You can use corpus.py
to transform the raw inputs into a runnable Corpus data structure and generate the seeds of phenotypic topics.
Place dataset to the specific path ./data/
and then run the following code:
run(parser.parse_args(['process', '-n', '150', './data/', './store/']))
you also need to split the dataset into train/validation/test subset. The data path and detailed split ratio could be edited:
run(parser.parse_args(['split', 'store/test/', 'store/']))

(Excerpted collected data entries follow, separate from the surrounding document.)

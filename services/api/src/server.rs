use crate::cli::ServeArgs;
use crate::infra::{AppState, ScoringServices};
use crate::routes::with_service_routes;
use axum::Extension;
use axum_prometheus::PrometheusMetricLayer;
use ecoscore::config::AppConfig;
use ecoscore::error::AppError;
use ecoscore::telemetry;
use std::sync::atomic::{AtomicBool, Ordering};
use std::sync::Arc;
use tracing::info;

pub(crate) async fn run(mut args: ServeArgs) -> Result<(), AppError> {
    let mut config = AppConfig::load()?;

    if let Some(host) = args.host.take() {
        config.server.host = host;
    }
    if let Some(port) = args.port.take() {
        config.server.port = port;
    }

    telemetry::init(&config.telemetry)?;

    let (prometheus_layer, prometheus_handle) = PrometheusMetricLayer::pair();
    let readiness_flag = Arc::new(AtomicBool::new(false));
    let app_state = AppState {
        readiness: readiness_flag.clone(),
        metrics: Arc::new(prometheus_handle),
    };

    let services = Arc::new(ScoringServices::load(&config.data, config.scoring.clone())?);
    info!(
        products = services.catalog().len(),
        skipped = services.catalog().skipped(),
        model_type = services.predictor().model_type(),
        "scoring services initialised"
    );

    let app = with_service_routes(services)
        .layer(Extension(app_state))
        .layer(prometheus_layer);

    let addr = config.server.socket_addr()?;
    let listener = tokio::net::TcpListener::bind(addr).await?;
    readiness_flag.store(true, Ordering::Release);

    info!(?config.environment, %addr, "sustainability scoring service ready");

    axum::serve(listener, app).await?;
    Ok(())
}
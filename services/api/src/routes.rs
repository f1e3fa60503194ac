use crate::infra::{AppState, ScoringServices};
use crate::report::ScoreReport;
use axum::extract::{Path, Query, State};
use axum::http::{header, StatusCode};
use axum::response::IntoResponse;
use axum::routing::{get, post};
use axum::{Extension, Json, Router};
use ecoscore::catalog::{PageRequest, ProductSummary};
use ecoscore::error::AppError;
use ecoscore::pricing::{PricePrediction, PriceQuery};
use ecoscore::reference::{
    CareReference, CertificationReference, MaterialReference, OriginReference, SnapshotSummary,
};
use ecoscore::scoring::ProductInput;
use serde_json::json;
use std::sync::Arc;
use tracing::warn;

type Services = State<Arc<ScoringServices>>;

/// Scoring, catalog, pricing and reference endpoints plus `/health`.
pub(crate) fn api_router(services: Arc<ScoringServices>) -> Router {
    Router::new()
        .route("/health", get(healthcheck))
        .route("/api/score", post(score_endpoint))
        .route("/api/predict-price", post(predict_price_endpoint))
        .route("/api/products", get(list_products))
        .route("/api/products/random", get(random_product))
        .route("/api/products/:id", get(get_product))
        .route("/api/categories", get(list_categories))
        .route("/api/reference/materials", get(list_materials))
        .route("/api/reference/origins", get(list_origins))
        .route("/api/reference/care", get(list_care))
        .route("/api/reference/certifications", get(list_certifications))
        .route("/api/reference/summary", get(reference_summary))
        .route("/api/reference/reload", post(reload_reference))
        .with_state(services)
}

pub(crate) fn with_service_routes(services: Arc<ScoringServices>) -> Router {
    api_router(services)
        .route("/ready", get(readiness_endpoint))
        .route("/metrics", get(metrics_endpoint))
}

pub(crate) async fn healthcheck(State(services): Services) -> Json<serde_json::Value> {
    let published = services.published();
    let snapshot = &published.snapshot;
    Json(json!({
        "status": "healthy",
        "model_loaded": services.predictor().is_trained(),
        "model_type": services.predictor().model_type(),
        "reference_data_loaded": true,
        "reference_source": services.reference_source(),
        "reference_counts": {
            "materials": snapshot.materials().len(),
            "origins": snapshot.origins().len(),
            "care_instructions": snapshot.care_instructions().len(),
            "certifications": snapshot.certifications().len(),
        },
        "catalog_products": published.catalog.len(),
    }))
}

pub(crate) async fn readiness_endpoint(Extension(state): Extension<AppState>) -> impl IntoResponse {
    let ready = state.readiness.load(std::sync::atomic::Ordering::Relaxed);
    let status = if ready {
        StatusCode::OK
    } else {
        StatusCode::SERVICE_UNAVAILABLE
    };

    let payload = if ready {
        json!({ "status": "ready" })
    } else {
        json!({ "status": "initializing" })
    };

    (status, Json(payload))
}

pub(crate) async fn metrics_endpoint(Extension(state): Extension<AppState>) -> impl IntoResponse {
    (
        StatusCode::OK,
        [(header::CONTENT_TYPE, "text/plain; version=0.0.4")],
        state.metrics.render(),
    )
}

pub(crate) async fn score_endpoint(
    State(services): Services,
    Json(product): Json<ProductInput>,
) -> Result<Json<ScoreReport>, AppError> {
    let result = services.engine().score(&product).map_err(|err| {
        warn!(product = %product.product_name, error = %err, "score request rejected");
        err
    })?;
    Ok(Json(ScoreReport::new(&product, &result)))
}

pub(crate) async fn predict_price_endpoint(
    State(services): Services,
    Json(query): Json<PriceQuery>,
) -> Result<Json<PricePrediction>, AppError> {
    Ok(Json(services.predictor().predict(&query)?))
}

pub(crate) async fn list_products(
    State(services): Services,
    Query(request): Query<PageRequest>,
) -> Result<Json<Vec<ProductSummary>>, AppError> {
    Ok(Json(services.catalog().page(&request)?))
}

pub(crate) async fn get_product(
    State(services): Services,
    Path(id): Path<u64>,
) -> Result<Json<ProductSummary>, AppError> {
    services
        .catalog()
        .get(id)
        .map(|product| Json(product.summary()))
        .ok_or_else(|| AppError::NotFound(format!("product {id}")))
}

pub(crate) async fn random_product(State(services): Services) -> Result<Json<ScoreReport>, AppError> {
    let catalog = services.catalog();
    let product = catalog
        .random(&mut rand::thread_rng())
        .ok_or_else(|| AppError::NotFound("catalog product".to_string()))?;
    Ok(Json(ScoreReport::new(product.input(), &product.score)))
}

pub(crate) async fn list_categories(State(services): Services) -> Json<Vec<String>> {
    Json(services.catalog().categories())
}

pub(crate) async fn list_materials(State(services): Services) -> Json<Vec<MaterialReference>> {
    Json(services.snapshot().materials().rows().to_vec())
}

pub(crate) async fn list_origins(State(services): Services) -> Json<Vec<OriginReference>> {
    Json(services.snapshot().origins().rows().to_vec())
}

pub(crate) async fn list_care(State(services): Services) -> Json<Vec<CareReference>> {
    Json(services.snapshot().care_instructions().rows().to_vec())
}

pub(crate) async fn list_certifications(
    State(services): Services,
) -> Json<Vec<CertificationReference>> {
    Json(services.snapshot().certifications().rows().to_vec())
}

pub(crate) async fn reference_summary(State(services): Services) -> Json<SnapshotSummary> {
    Json(services.snapshot().summary())
}

pub(crate) async fn reload_reference(
    State(services): Services,
) -> Result<Json<SnapshotSummary>, AppError> {
    Ok(Json(services.reload()?))
}
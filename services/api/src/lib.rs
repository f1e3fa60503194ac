mod cli;
mod infra;
mod report;
mod routes;
mod server;

use ecoscore::error::AppError;

pub async fn run() -> Result<(), AppError> {
    cli::run().await
}
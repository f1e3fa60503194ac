use crate::config::TelemetryConfig;
use std::fmt;
use tracing_subscriber::filter::ParseError;
use tracing_subscriber::EnvFilter;

#[derive(Debug)]
pub enum TelemetryError {
    EnvFilter { value: String, source: ParseError },
    Subscriber(Box<dyn std::error::Error + Send + Sync>),
}

impl fmt::Display for TelemetryError {
    fn fmt(&self, f: &mut fmt::Formatter<'_>) -> fmt::Result {
        match self {
            TelemetryError::EnvFilter { value, .. } => {
                write!(f, "invalid log filter '{value}'")
            }
            TelemetryError::Subscriber(err) => write!(f, "subscriber already installed: {err}"),
        }
    }
}

impl std::error::Error for TelemetryError {
    fn source(&self) -> Option<&(dyn std::error::Error + 'static)> {
        match self {
            TelemetryError::EnvFilter { source, .. } => Some(source),
            TelemetryError::Subscriber(err) => Some(&**err),
        }
    }
}

/// `RUST_LOG` wins when set and valid; otherwise `log_level` is used as the
/// filter directive.
pub fn filter(config: &TelemetryConfig) -> Result<EnvFilter, TelemetryError> {
    if let Ok(filter) = EnvFilter::try_from_default_env() {
        return Ok(filter);
    }

    EnvFilter::try_new(&config.log_level).map_err(|source| TelemetryError::EnvFilter {
        value: config.log_level.clone(),
        source,
    })
}

/// Installs the global compact subscriber. Fails if one is already set.
pub fn init(config: &TelemetryConfig) -> Result<(), TelemetryError> {
    tracing_subscriber::fmt()
        .with_env_filter(filter(config)?)
        .with_target(false)
        .compact()
        .with_ansi(false)
        .try_init()
        .map_err(TelemetryError::Subscriber)
}

#[cfg(test)]
mod tests {
    use super::*;

    #[test]
    fn accepts_level_and_module_directives() {
        for level in ["info", "warn,ecoscore=debug"] {
            let config = TelemetryConfig {
                log_level: level.to_string(),
            };
            assert!(filter(&config).is_ok(), "{level} should parse");
        }
    }

    #[test]
    fn rejects_malformed_directive() {
        if std::env::var_os("RUST_LOG").is_some() {
            return;
        }
        let config = TelemetryConfig {
            log_level: "ecoscore=verbose".to_string(),
        };
        match filter(&config) {
            Err(TelemetryError::EnvFilter { value, .. }) => assert_eq!(value, "ecoscore=verbose"),
            other => panic!("expected filter error, got {other:?}"),
        }
    }
}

The extracted PheCode-ICD mapping is located at path ./phecode_mapping/all_seed_topic_matrix.pt
, where each row and column represents a word and a topic, respectively.
For each phenotypic topic, count the frequency of its seed ICD codes under the PheCode by runing the file ./guide_prior/get_doc_phecode.py
For each phenotypic topic, train a 2-component GMM for the PheCode counts over all patients to have predictive probabilities (initial topic prior) by running the file ./guide_prior/get_prior_GMM.py
Compute the initial sufficient statistics by running the file: ./guide_prior/get_token_counts.py
We can run ./main.py
to perform seed-guided topic modelling on the extracted train data.
The execution code is:
run(parser.parse_args(['./test_store/', './result/']))
The topic hyperparameters of regular topics and seed topics need to fine-tune by minimizing the held-out negative log-likelihood on the validation set. We then apply MixEHR-Seed with the estiated hyperparameters on the train set.
The learned parameters are saved at ./parameters/
, we then evaluate the topic interpretability, phenotype prediction, and temporal disease progression analysis.